Walking is a relatively easy way to exercise. You can do it at any time without spending any money. You don't have to worry about wasting time at all, but if you can't choose the right method, you may not achieve the ideal effect. Let's talk about the four benefits of walking.
30 minutes a day, stick to it, maybe you can get it easily!
1, walking fast every day is good for exercising your legs.
For the shaping of leg lines, walking quickly is a more effective method. While exercising leg muscles, blood circulation has also been improved, which not only makes our legs stronger and more durable, but also helps to thin legs and look more beautiful.
2. Walking fast every day is conducive to improving vital capacity.
When we walk fast, our breathing will also be adjusted, so we can improve our vital capacity and improve our breathing problems. We can breathe evenly when walking fast, which is beneficial to exercise our lung function.
3. Walking fast every day is good for liver detoxification.
The liver is an important detoxification organ of the human body, and walking fast can not only lose weight by consuming fat in the body, but also help the powerful function of the liver to expel toxins and garbage in time, so as not to worry about fatty liver.
4. Walking fast every day is beneficial to the beating of the heart.
The activity of human body can not be separated from the beating of the heart. Insisting on fast walking can improve the pumping ability of the heart, make the beating of the heart more powerful, prevent heart disease and stay away from it.
Walking fast is beneficial to exercise legs, improve vital capacity, detoxify the liver and beat the heart. What problems should we pay attention to when walking briskly?
The standard of brisk walking:
1, frequency control
We think it is appropriate to walk one kilometer every ten minutes, that is, about 30 steps per minute/kloc-0, so as to achieve the effect of strengthening the body more effectively. But don't fish for three days and dry the net for two days. Persistence is very important if you want to get healthy. According to the standard, it can last for about half an hour every day.

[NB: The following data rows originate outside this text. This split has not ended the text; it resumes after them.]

//! Type-serializer generators
//!
//! Each variant answers two questions about a type: can it be serialized statically
//! ([`TypeSerializerGenerator::supports`]) and what statements write a value of it
//! ([`TypeSerializerGenerator::generate`]). The set of variants is closed and probed in the
//! fixed order of [`GENERATOR_ORDER`].

mod context;
mod property;
mod registry;
mod support_level;
mod variants;


pub use context::{EmitState, GenerateContext, ValueRef, date_format_for};
pub use property::{Accessor, Property, ordered_properties, resolve_nillable};
pub use registry::{GeneratorRegistry, Probe, Resolution};
use serde::Serialize;
use strum::Display;
pub use support_level::{Support, SupportLevel, UnsupportedReason, aggregate_support};
pub use variants::build_object_function;
use variants::{
    BoxedGenerator, CollectionGenerator, DateGenerator, MapGenerator, ObjectGenerator,
    OptionalGenerator, PrimitiveGenerator, StringGenerator, UnhandledGenerator,
};

use crate::error::Result;
use crate::ir::{Stmt, ValueExpr};
use crate::type_descriptor::TypeDescriptor;

/// The closed set of generator variants
#[derive(Debug, Clone, Copy, PartialEq, Eq, Hash, Serialize, Display)]
#[serde(rename_all = "snake_case")]
#[strum(serialize_all = "snake_case")]
pub enum GeneratorKind {
    /// Primitive types
    Primitive,
    /// Boxed primitives and the arbitrary-precision numbers
    Boxed,
    /// String-like platform classes and enum constants
    String,
    /// Date and time classes
    Date,
    /// `Optional<T>` and the primitive optionals
    Optional,
    /// Arrays and collections
    Collection,
    /// Maps keyed by strings, boxed primitives or enum constants
    Map,
    /// Classes described by the type index
    Object,
    /// Generic leaf writer; never selected by probing, only for deferred properties
    Unhandled,
}

/// Probe order; the first variant that does not report `Unsupported` wins
pub const GENERATOR_ORDER: [GeneratorKind; 8] = [
    GeneratorKind::Primitive,
    GeneratorKind::Boxed,
    GeneratorKind::String,
    GeneratorKind::Date,
    GeneratorKind::Optional,
    GeneratorKind::Collection,
    GeneratorKind::Map,
    GeneratorKind::Object,
];

impl GeneratorKind {
    /// The implementation of this variant
    #[must_use]
    pub fn generator(self) -> &'static dyn TypeSerializerGenerator {
        match self {
            Self::Primitive => &PrimitiveGenerator,
            Self::Boxed => &BoxedGenerator,
            Self::String => &StringGenerator,
            Self::Date => &DateGenerator,
            Self::Optional => &OptionalGenerator,
            Self::Collection => &CollectionGenerator,
            Self::Map => &MapGenerator,
            Self::Object => &ObjectGenerator,
            Self::Unhandled => &UnhandledGenerator,
        }
    }
}

/// Behaviour shared by every generator variant
pub trait TypeSerializerGenerator: Sync {
    /// Probe whether `ty` can be serialized by this variant
    ///
    /// Types whose shape this variant does not handle at all report
    /// [`UnsupportedReason::NoMatchingGenerator`].
    ///
    /// # Errors
    ///
    /// Returns an error when a class involved in `ty` cannot be inspected.
    fn supports(&self, ty: &TypeDescriptor, probe: &mut Probe<'_>) -> Result<Support>;

    /// Statements writing the current value, which is known to be non-null
    ///
    /// # Errors
    ///
    /// Returns [`Error::InternalConsistency`](crate::error::Error::InternalConsistency) when
    /// the value does not have the shape this variant reported support for.
    fn generate_not_null(
        &self,
        ctx: &GenerateContext<'_>,
        state: &mut EmitState,
    ) -> Result<Vec<Stmt>>;

    /// Statements writing the current value, writing `null` when it is null
    ///
    /// # Errors
    ///
    /// Returns an error as [`Self::generate_not_null`] does.
    fn generate(&self, ctx: &GenerateContext<'_>, state: &mut EmitState) -> Result<Vec<Stmt>> {
        if ctx.known_non_null {
            return self.generate_not_null(ctx, state);
        }

        let (binding, bound) = bind(ctx.value, state);
        let then = self.generate_not_null(&ctx.with_value(&bound, true), state)?;
        let mut statements: Vec<Stmt> = binding.into_iter().collect();
        statements.push(Stmt::IfNotNull {
            value: bound.expr,
            then,
            otherwise: vec![Stmt::WriteNull],
        });
        Ok(statements)
    }
}

/// Bind a value to a local unless it already is one
///
/// Returns the `Let` statement (if any) and the reference to use afterwards.
pub fn bind(value: &ValueRef, state: &mut EmitState) -> (Option<Stmt>, ValueRef) {
    match value.expr {
        ValueExpr::Root | ValueExpr::Local(_) => (None, value.clone()),
        _ => {
            let local = state.local();
            let binding = Stmt::Let {
                local,
                value: value.expr.clone(),
            };
            let bound = ValueRef {
                expr:     ValueExpr::Local(local),
                declared: value.declared.clone(),
                narrowed: value.narrowed.clone(),
            };
            (Some(binding), bound)
        }
    }
}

2, look at personal ability.
Everyone's physique is different, and some people are born with poor athletic ability, so the intensity of walking needs to be practiced according to their own personal situation. Don't pursue fast, focus on physical comfort to prevent injuries.
3. Don't do it on an empty stomach
Not eating or not eating enough is not conducive to exercise. If you don't eat enough, it may cause hypoglycemia. Go quickly when you are full, and you may have abdominal pain. You can do it half an hour after dinner.
There are many advantages to walking quickly, but you should do what you can. If there are other diseases, doctors are prohibited from strenuous exercise and should follow the doctor's advice. We should also pay attention to the control of frequency and personal ability, and don't walk fast on an empty stomach.